_About this task_
Where in the material does the word "Some" appear? Copy each line that has it.

▼

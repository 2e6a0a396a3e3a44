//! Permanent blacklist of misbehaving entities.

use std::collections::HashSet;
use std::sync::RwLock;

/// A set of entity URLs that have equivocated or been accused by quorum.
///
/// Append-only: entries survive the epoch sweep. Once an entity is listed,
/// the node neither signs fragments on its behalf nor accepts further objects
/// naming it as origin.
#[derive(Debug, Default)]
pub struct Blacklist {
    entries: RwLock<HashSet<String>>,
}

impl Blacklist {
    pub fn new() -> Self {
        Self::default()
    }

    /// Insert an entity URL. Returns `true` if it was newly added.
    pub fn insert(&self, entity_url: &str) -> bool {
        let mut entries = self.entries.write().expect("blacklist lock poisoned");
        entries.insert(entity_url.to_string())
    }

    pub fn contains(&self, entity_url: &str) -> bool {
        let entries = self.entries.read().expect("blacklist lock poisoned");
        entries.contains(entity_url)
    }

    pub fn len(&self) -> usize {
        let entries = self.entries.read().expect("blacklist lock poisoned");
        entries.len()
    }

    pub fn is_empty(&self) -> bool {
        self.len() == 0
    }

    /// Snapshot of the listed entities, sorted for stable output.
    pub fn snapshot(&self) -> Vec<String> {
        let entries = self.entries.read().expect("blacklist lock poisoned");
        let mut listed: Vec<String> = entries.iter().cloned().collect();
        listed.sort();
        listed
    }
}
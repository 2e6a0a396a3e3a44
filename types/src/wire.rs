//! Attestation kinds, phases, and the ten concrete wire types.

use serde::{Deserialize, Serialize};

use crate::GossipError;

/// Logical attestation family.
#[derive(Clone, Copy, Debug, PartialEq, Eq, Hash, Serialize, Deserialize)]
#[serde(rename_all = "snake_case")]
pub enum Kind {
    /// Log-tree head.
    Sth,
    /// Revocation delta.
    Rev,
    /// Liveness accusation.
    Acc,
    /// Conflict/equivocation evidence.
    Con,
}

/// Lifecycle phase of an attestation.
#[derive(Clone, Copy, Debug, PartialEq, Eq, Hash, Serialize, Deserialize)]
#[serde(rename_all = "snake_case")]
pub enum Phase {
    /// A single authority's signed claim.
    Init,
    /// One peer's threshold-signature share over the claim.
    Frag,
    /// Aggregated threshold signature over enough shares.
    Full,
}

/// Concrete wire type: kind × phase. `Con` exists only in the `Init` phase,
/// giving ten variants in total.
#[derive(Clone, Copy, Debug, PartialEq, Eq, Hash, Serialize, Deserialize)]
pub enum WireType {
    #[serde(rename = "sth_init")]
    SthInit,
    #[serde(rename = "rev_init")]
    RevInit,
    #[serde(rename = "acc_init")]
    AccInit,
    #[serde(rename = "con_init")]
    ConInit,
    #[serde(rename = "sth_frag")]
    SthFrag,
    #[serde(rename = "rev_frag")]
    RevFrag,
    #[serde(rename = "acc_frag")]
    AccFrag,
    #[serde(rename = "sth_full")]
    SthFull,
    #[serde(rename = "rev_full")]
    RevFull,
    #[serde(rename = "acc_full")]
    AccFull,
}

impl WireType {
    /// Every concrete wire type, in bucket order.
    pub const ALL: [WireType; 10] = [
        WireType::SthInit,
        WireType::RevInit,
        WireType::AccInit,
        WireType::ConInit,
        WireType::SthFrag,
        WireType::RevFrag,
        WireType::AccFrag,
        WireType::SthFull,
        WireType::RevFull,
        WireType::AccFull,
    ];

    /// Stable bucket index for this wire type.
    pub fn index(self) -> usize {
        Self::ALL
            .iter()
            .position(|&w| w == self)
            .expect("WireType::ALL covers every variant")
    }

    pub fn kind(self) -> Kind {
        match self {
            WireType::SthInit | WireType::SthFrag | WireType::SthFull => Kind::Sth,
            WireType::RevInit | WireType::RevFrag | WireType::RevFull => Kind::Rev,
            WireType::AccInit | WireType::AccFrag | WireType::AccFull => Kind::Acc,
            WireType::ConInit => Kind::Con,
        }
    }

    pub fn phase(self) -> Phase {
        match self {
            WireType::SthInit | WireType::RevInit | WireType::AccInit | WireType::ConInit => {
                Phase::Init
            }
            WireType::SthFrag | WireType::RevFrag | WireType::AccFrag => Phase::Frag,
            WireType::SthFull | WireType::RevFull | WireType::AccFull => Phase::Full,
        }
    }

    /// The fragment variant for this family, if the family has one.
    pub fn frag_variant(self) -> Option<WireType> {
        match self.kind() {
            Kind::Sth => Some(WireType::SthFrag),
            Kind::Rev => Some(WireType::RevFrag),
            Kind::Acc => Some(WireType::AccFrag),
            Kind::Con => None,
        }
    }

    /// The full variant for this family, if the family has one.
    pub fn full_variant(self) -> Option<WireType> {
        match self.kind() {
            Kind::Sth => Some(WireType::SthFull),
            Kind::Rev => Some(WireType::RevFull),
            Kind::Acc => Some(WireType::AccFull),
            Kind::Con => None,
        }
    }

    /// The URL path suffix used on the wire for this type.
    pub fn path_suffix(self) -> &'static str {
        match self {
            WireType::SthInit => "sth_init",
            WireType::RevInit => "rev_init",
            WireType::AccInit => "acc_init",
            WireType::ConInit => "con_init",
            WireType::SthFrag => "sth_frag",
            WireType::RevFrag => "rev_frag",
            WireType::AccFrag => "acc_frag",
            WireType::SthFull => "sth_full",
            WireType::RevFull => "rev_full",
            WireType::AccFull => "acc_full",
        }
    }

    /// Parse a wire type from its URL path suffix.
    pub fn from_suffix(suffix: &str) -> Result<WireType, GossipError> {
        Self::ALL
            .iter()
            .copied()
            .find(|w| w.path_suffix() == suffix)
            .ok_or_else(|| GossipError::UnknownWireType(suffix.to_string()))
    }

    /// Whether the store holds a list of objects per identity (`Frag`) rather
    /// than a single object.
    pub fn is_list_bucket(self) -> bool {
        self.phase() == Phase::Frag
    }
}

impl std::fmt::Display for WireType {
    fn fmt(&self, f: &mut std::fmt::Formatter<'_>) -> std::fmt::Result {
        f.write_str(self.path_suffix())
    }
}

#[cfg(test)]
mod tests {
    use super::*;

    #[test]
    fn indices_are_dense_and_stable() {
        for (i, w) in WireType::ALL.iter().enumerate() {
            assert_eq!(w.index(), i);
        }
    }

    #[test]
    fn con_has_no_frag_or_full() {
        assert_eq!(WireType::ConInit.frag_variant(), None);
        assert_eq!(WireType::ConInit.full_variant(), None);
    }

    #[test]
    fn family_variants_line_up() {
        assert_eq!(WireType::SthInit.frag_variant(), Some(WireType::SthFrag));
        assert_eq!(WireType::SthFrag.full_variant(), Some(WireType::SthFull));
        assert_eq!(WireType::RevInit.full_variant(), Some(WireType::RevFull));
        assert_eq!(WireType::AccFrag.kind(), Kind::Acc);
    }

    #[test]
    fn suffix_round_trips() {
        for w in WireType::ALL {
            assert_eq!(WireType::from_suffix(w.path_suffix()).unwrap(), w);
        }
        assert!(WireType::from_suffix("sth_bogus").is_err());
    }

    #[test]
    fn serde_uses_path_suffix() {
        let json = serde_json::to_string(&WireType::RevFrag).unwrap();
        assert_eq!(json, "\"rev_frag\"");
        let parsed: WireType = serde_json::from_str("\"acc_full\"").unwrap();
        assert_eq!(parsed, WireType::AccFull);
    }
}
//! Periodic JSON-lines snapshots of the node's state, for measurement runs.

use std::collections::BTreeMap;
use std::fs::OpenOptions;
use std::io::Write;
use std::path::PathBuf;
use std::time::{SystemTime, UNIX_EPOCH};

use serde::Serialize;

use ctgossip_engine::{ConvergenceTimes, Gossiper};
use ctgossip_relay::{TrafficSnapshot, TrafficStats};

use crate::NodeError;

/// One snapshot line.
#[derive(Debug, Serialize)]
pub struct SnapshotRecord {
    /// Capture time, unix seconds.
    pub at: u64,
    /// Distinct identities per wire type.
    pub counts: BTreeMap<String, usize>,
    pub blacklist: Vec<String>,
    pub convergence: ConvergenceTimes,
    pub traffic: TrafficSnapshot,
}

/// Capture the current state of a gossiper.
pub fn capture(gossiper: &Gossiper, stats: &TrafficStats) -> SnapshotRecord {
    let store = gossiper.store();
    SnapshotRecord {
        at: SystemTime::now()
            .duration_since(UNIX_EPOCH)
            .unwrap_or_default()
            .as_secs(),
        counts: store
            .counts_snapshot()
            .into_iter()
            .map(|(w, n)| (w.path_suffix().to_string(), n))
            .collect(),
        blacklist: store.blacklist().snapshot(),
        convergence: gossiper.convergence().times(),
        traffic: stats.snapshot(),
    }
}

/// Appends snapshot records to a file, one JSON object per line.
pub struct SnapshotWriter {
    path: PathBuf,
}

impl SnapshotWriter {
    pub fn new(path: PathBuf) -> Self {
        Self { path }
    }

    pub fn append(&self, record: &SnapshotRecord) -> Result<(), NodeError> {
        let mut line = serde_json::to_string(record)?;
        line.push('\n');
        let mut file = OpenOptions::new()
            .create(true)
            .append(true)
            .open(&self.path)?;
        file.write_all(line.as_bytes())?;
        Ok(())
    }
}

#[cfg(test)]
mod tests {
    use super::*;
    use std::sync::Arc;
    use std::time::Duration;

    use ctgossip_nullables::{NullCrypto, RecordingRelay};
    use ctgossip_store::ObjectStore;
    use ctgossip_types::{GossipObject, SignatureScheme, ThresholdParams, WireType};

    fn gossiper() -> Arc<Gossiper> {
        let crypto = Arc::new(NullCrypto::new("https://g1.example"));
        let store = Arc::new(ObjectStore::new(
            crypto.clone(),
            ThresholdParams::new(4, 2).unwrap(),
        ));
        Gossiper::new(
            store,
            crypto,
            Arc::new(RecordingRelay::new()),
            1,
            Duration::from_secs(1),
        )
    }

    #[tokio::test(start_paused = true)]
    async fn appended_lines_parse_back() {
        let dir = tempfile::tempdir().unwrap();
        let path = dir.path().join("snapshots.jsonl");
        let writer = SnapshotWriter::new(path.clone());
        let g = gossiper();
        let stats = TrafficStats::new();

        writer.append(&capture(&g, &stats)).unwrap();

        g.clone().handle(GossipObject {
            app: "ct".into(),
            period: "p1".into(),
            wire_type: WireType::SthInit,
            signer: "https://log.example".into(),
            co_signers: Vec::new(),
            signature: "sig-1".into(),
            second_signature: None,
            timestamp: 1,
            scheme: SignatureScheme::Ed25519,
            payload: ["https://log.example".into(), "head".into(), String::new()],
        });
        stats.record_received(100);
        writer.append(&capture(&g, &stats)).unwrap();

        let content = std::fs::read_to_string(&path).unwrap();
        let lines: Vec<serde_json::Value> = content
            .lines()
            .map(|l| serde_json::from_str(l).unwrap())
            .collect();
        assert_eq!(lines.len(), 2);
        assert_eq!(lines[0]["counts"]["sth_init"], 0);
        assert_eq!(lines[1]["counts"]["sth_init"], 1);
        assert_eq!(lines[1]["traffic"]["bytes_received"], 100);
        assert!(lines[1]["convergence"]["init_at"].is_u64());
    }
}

▲

_Result_
            Kind::Sth => Some(WireType::SthFrag),
            Kind::Rev => Some(WireType::RevFrag),
            Kind::Acc => Some(WireType::AccFrag),
            Kind::Sth => Some(WireType::SthFull),
            Kind::Rev => Some(WireType::RevFull),
            Kind::Acc => Some(WireType::AccFull),
        assert_eq!(WireType::SthInit.frag_variant(), Some(WireType::SthFrag));
        assert_eq!(WireType::SthFrag.full_variant(), Some(WireType::SthFull));
        assert_eq!(WireType::RevInit.full_variant(), Some(WireType::RevFull));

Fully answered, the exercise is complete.